Just because something may make you nervous, fearful or even worried to do - does not mean - you shouldn't try it. The probability of our greatest fears or worries will never happen nor will happen again to us anyways. 

For me I am finding focus is where it is at. It's about holding focusing. Learning to control that focus. Appreciating the control of focus you have in yourself and enjoy the interactions of others even more. 

I call all this my baby steps of learning right now to be shared upon a screen with others. But this will not always be the case for the more I learn - the more I will apply and the less I will be on this old machine. But here's a poem I wrote for myself about the emotion of distraught.
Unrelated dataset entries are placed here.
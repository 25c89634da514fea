//! Variable resolution
//!
//! Resolution happens in two steps:
//!
//! 1. **Flatten**: merge all sections into one [`FlatMapping`], walking
//!    sections and their entries in document order. A key defined twice
//!    takes the value of its last definition.
//! 2. **Resolve**: replace every `${KEY}` whose key exists in the mapping
//!    with the fully resolved value of that key, so chains such as
//!    `C -> B -> A` collapse to the terminal value of `A`.
//!
//! Step 2 walks the reference graph depth-first. Each key is resolved after
//! the keys it references, so every value is computed exactly once. A key
//! met again while it is still being resolved closes a cycle, which is
//! reported as [`CoreError::CyclicReference`] with the chain of keys.
//! Placeholders naming undefined keys are left as they are.
//!
//! Substituted text can assemble a new placeholder, for example `$` followed
//! by `{C}`. After each walk the values are scanned again, and the walk is
//! repeated until no value references a defined key. The number of rounds is
//! bounded by the number of entries; going past it is reported as a cycle.

use std::collections::HashMap;
use tracing::{debug, trace};

use crate::document::{Section, validate_sections};
use crate::error::{CoreError, Result};
use crate::mapping::FlatMapping;
use crate::placeholder::{referenced_keys, replace_known};

/// Flatten and resolve a list of sections
pub fn resolve(sections: &[Section]) -> Result<FlatMapping> {
    validate_sections(sections)?;
    let flat = flatten(sections);
    resolve_mapping(&flat)
}

/// Merge sections into one mapping, later definitions winning
pub fn flatten(sections: &[Section]) -> FlatMapping {
    let mut flat = FlatMapping::new();

    for section in sections {
        for (key, value) in section.iter() {
            if let Some(previous) = flat.insert(key, value) {
                debug!(
                    section = %section.name,
                    key,
                    previous = %previous,
                    value,
                    "variable redefined, later value wins"
                );
            }
        }
    }

    flat
}

/// Resolve placeholder chains within a flat mapping
///
/// The returned mapping has the same keys in the same order.
pub fn resolve_mapping(flat: &FlatMapping) -> Result<FlatMapping> {
    let mut current = walk_once(flat)?;
    let mut rounds = 1;

    while !current.is_resolved() {
        if rounds > flat.len() {
            return Err(pending_cycle(&current));
        }
        debug!(round = rounds, "substitution produced new placeholders, resolving again");
        current = walk_once(&current)?;
        rounds += 1;
    }

    Ok(current)
}

/// One depth-first pass over the reference graph of `flat`
fn walk_once(flat: &FlatMapping) -> Result<FlatMapping> {
    let mut walk = Walk::new(flat);

    for key in flat.keys() {
        walk.visit(key)?;
    }

    let resolved = flat
        .keys()
        .map(|key| {
            let value = walk.resolved.remove(key).unwrap_or_default();
            (key.to_string(), value)
        })
        .collect();

    Ok(resolved)
}

/// First referenced key of `key`'s value that is defined in `mapping`
fn first_defined_reference<'m>(mapping: &'m FlatMapping, key: &str) -> Option<&'m str> {
    let value = mapping.get(key)?;
    referenced_keys(value)
        .into_iter()
        .find(|k| mapping.contains_key(k))
}

/// Build the error for a mapping that keeps producing placeholders
fn pending_cycle(mapping: &FlatMapping) -> CoreError {
    let mut chain: Vec<String> = Vec::new();
    let mut next = mapping
        .keys()
        .find(|key| first_defined_reference(mapping, key).is_some());

    while let Some(key) = next {
        if let Some(start) = chain.iter().position(|k| k == key) {
            chain.drain(..start);
            chain.push(key.to_string());
            break;
        }
        chain.push(key.to_string());
        next = first_defined_reference(mapping, key);
    }

    CoreError::CyclicReference { chain }
}

#[derive(Debug, Clone, Copy, PartialEq, Eq)]
enum Mark {
    InProgress,
    Done,
}

/// Depth-first walk over the reference graph
struct Walk<'a> {
    flat: &'a FlatMapping,
    marks: HashMap<&'a str, Mark>,
    stack: Vec<&'a str>,
    resolved: HashMap<String, String>,
}

impl<'a> Walk<'a> {
    fn new(flat: &'a FlatMapping) -> Self {
        Self {
            flat,
            marks: HashMap::with_capacity(flat.len()),
            stack: Vec::new(),
            resolved: HashMap::with_capacity(flat.len()),
        }
    }

    fn visit(&mut self, key: &'a str) -> Result<()> {
        match self.marks.get(key) {
            Some(Mark::Done) => return Ok(()),
            Some(Mark::InProgress) => return Err(self.cycle_through(key)),
            None => {}
        }

        let Some(raw) = self.flat.get(key) else {
            return Ok(());
        };

        self.marks.insert(key, Mark::InProgress);
        self.stack.push(key);

        for dependency in referenced_keys(raw) {
            if self.flat.contains_key(dependency) {
                self.visit(dependency)?;
            }
        }

        let value = replace_known(raw, |k| self.resolved.get(k).map(String::as_str)).into_owned();
        if value != raw {
            trace!(key, raw, value = %value, "resolved placeholders");
        }

        self.stack.pop();
        self.marks.insert(key, Mark::Done);
        self.resolved.insert(key.to_string(), value);

        Ok(())
    }

    /// Build the error for a cycle closing on `key`
    fn cycle_through(&self, key: &str) -> CoreError {
        let start = self.stack.iter().position(|k| *k == key).unwrap_or(0);
        let mut chain: Vec<String> = self.stack[start..].iter().map(|k| k.to_string()).collect();
        chain.push(key.to_string());
        CoreError::CyclicReference { chain }
    }
}

#[cfg(test)]
mod tests {
    use super::*;
    use pretty_assertions::assert_eq;

    fn section(name: &str, entries: &[(&str, &str)]) -> Section {
        entries
            .iter()
            .fold(Section::new(name), |s, (k, v)| s.with(*k, *v))
    }

    fn resolve_one(entries: &[(&str, &str)]) -> Result<FlatMapping> {
        resolve(&[section("S", entries)])
    }

    #[test]
    fn test_last_section_wins() {
        let sections = vec![section("A", &[("A", "1")]), section("B", &[("A", "2")])];
        let resolved = resolve(&sections).unwrap();
        assert_eq!(resolved.get("A"), Some("2"));
        assert_eq!(resolved.len(), 1);
    }

    #[test]
    fn test_flatten_keeps_first_position_and_last_value() {
        let sections = vec![
            section("ONE", &[("A", "1"), ("B", "1")]),
            section("TWO", &[("C", "2"), ("A", "2")]),
        ];
        let flat = flatten(&sections);
        let pairs: Vec<(&str, &str)> = flat.iter().collect();
        assert_eq!(pairs, vec![("A", "2"), ("B", "1"), ("C", "2")]);
    }

    #[test]
    fn test_chain_resolution() {
        let resolved = resolve_one(&[("HOST", "x"), ("URL", "http://${HOST}/api")]).unwrap();
        assert_eq!(resolved.get("URL"), Some("http://x/api"));
    }

    #[test]
    fn test_multi_hop_chain() {
        let resolved = resolve_one(&[("A", "1"), ("B", "${A}"), ("C", "${B}")]).unwrap();
        assert_eq!(resolved.get("A"), Some("1"));
        assert_eq!(resolved.get("B"), Some("1"));
        assert_eq!(resolved.get("C"), Some("1"));
    }

    #[test]
    fn test_reference_declared_before_its_target() {
        let resolved = resolve_one(&[("C", "${B}-c"), ("B", "${A}-b"), ("A", "a")]).unwrap();
        assert_eq!(resolved.get("C"), Some("a-b-c"));
        assert_eq!(resolved.get("B"), Some("a-b"));
    }

    #[test]
    fn test_reference_across_sections() {
        let sections = vec![
            section("POSTGRES", &[("POSTGRES_DB", "${APP_NAME}")]),
            section("GENERAL", &[("APP_NAME", "shop")]),
        ];
        let resolved = resolve(&sections).unwrap();
        assert_eq!(resolved.get("POSTGRES_DB"), Some("shop"));
    }

    #[test]
    fn test_multiple_placeholders_in_one_value() {
        let resolved = resolve_one(&[
            ("PROJECT", "prod"),
            ("APP_NAME", "shop"),
            ("APPSERVICE_NAME", "${APP_NAME}-app"),
            ("CONTAINER", "container_name: ${PROJECT}_${APPSERVICE_NAME}"),
        ])
        .unwrap();
        assert_eq!(resolved.get("CONTAINER"), Some("container_name: prod_shop-app"));
    }

    #[test]
    fn test_unknown_placeholder_preserved() {
        let resolved = resolve_one(&[("A", "${MISSING}")]).unwrap();
        assert_eq!(resolved.get("A"), Some("${MISSING}"));
    }

    #[test]
    fn test_unknown_placeholder_carried_through_chain() {
        let resolved = resolve_one(&[("A", "${MISSING}/a"), ("B", "${A}/b")]).unwrap();
        assert_eq!(resolved.get("B"), Some("${MISSING}/a/b"));
    }

    #[test]
    fn test_cycle_detection() {
        let err = resolve_one(&[("A", "${B}"), ("B", "${A}")]).unwrap_err();
        assert_eq!(
            err.cycle_chain().unwrap(),
            &["A".to_string(), "B".to_string(), "A".to_string()]
        );
        insta::assert_snapshot!(err.to_string(), @"Cyclic variable reference: A -> B -> A");
    }

    #[test]
    fn test_self_reference_is_a_cycle() {
        let err = resolve_one(&[("A", "x${A}")]).unwrap_err();
        assert_eq!(err.cycle_chain().unwrap(), &["A".to_string(), "A".to_string()]);
    }

    #[test]
    fn test_cycle_chain_starts_at_the_loop() {
        let err = resolve_one(&[
            ("ENTRY", "${B}"),
            ("B", "${C}"),
            ("C", "${D}"),
            ("D", "${B}"),
        ])
        .unwrap_err();
        let chain: Vec<&str> = err.cycle_chain().unwrap().iter().map(String::as_str).collect();
        assert_eq!(chain, vec!["B", "C", "D", "B"]);
    }

    #[test]
    fn test_cycle_is_found_wherever_it_sits() {
        let err = resolve_one(&[("OK", "fine"), ("X", "${Y}"), ("Y", "${Z}"), ("Z", "${X}")])
            .unwrap_err();
        assert!(matches!(err, CoreError::CyclicReference { .. }));
    }

    #[test]
    fn test_idempotence() {
        let resolved: FlatMapping = [("A", "1"), ("B", "x-1"), ("C", "${MISSING}")]
            .into_iter()
            .collect();
        assert_eq!(resolve_mapping(&resolved).unwrap(), resolved);

        let again = resolve_mapping(&resolve_one(&[("A", "1"), ("B", "${A}")]).unwrap()).unwrap();
        assert_eq!(again.get("B"), Some("1"));
    }

    #[test]
    fn test_placeholder_assembled_by_substitution() {
        let resolved = resolve_one(&[("A", "$"), ("B", "${A}{C}"), ("C", "c")]).unwrap();
        assert_eq!(resolved.get("B"), Some("c"));
        assert!(resolved.is_resolved());
        assert_eq!(resolve_mapping(&resolved).unwrap(), resolved);
    }

    #[test]
    fn test_assembled_placeholder_chain() {
        let resolved = resolve_one(&[
            ("OPEN", "${"),
            ("NAME", "${OPEN}HOST}"),
            ("HOST", "${PREFIX}.local"),
            ("PREFIX", "db"),
        ])
        .unwrap();
        assert_eq!(resolved.get("NAME"), Some("db.local"));
    }

    #[test]
    fn test_assembled_placeholder_to_unknown_key_is_kept() {
        let resolved = resolve_one(&[("A", "$"), ("B", "${A}{MISSING}")]).unwrap();
        assert_eq!(resolved.get("B"), Some("${MISSING}"));
    }

    #[test]
    fn test_assembled_self_reference_is_a_cycle() {
        let err = resolve_one(&[("A", "${"), ("B", "${A}B}")]).unwrap_err();
        assert_eq!(err.cycle_chain().unwrap(), &["B".to_string(), "B".to_string()]);
    }

    #[test]
    fn test_assembled_cycle_between_keys() {
        let err = resolve_one(&[("D", "$"), ("X", "${D}{Y}"), ("Y", "${D}{X}")]).unwrap_err();
        assert!(matches!(err, CoreError::CyclicReference { .. }));
    }

    #[test]
    fn test_pending_cycle_chain() {
        let mapping: FlatMapping = [("OK", "1"), ("A", "${B}"), ("B", "${C}"), ("C", "${B}")]
            .into_iter()
            .collect();
        let chain: Vec<String> = match pending_cycle(&mapping) {
            CoreError::CyclicReference { chain } => chain,
            other => panic!("unexpected error: {other}"),
        };
        assert_eq!(chain, vec!["B", "C", "B"]);
    }

    #[test]
    fn test_result_is_resolved() {
        let resolved = resolve_one(&[
            ("A", "${B}${C}"),
            ("B", "${C}"),
            ("C", "c"),
            ("D", "${NOPE}"),
        ])
        .unwrap();
        assert!(resolved.is_resolved());
        assert_eq!(resolved.get("A"), Some("cc"));
    }

    #[test]
    fn test_determinism() {
        let sections = vec![
            section("ONE", &[("A", "${C}"), ("B", "${A}/${C}")]),
            section("TWO", &[("C", "c"), ("D", "${B}")]),
        ];
        let first = serde_json::to_string(&resolve(&sections).unwrap()).unwrap();
        let second = serde_json::to_string(&resolve(&sections).unwrap()).unwrap();
        assert_eq!(first, second);
    }

    #[test]
    fn test_resolved_value_with_dollar_is_literal() {
        let resolved = resolve_one(&[("PRICE", "$5"), ("LABEL", "cost ${PRICE}")]).unwrap();
        assert_eq!(resolved.get("LABEL"), Some("cost $5"));
    }

    #[test]
    fn test_invalid_key_rejected() {
        let err = resolve(&[section("S", &[("NOT-VALID", "x")])]).unwrap_err();
        assert!(matches!(err, CoreError::InvalidInput { .. }));
    }

    #[test]
    fn test_empty_input() {
        assert!(resolve(&[]).unwrap().is_empty());
    }
}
But I got a feeling others would like to find their own peaceful delight in their darkness of distraught too~

Delight in Distraught
As the darkness reveals the star-filled sky, 
I look up smiling admirably of the soft glowing lights on nature's ceiling of fluorescent dye.

The chilling winter breeze then blows a crisp, clean, sniffing whiff,
producing ice cycles in my lungs;
Leaving a refreshing yet tasteful burning delight on the saliva of my tongue.

Not a sound around - as I stood solo outdoors;
with no jacket worn on this mystery feeling night.
My senses reminded me of this insane joy lacking regard to health prevention.
I couldn't help but to laugh and dare a cold or the flu to capture me with their smite.

But after a few minutes - I gave into a moral consent,
of a future doctor bill of something I did not want nor should be needed;
So I touched internally the peacefulness of night's serenity,
walking in thankfulness to the house I proceeded.

Closing the door behind me, absorbing the immediate heat restored in me again,
I recalled the present distraught circumstances - I would now have to face.
But for those precious moments of replenishment outdoors,
they had restored my strengths of focus to effectively resolve with healthy sustain.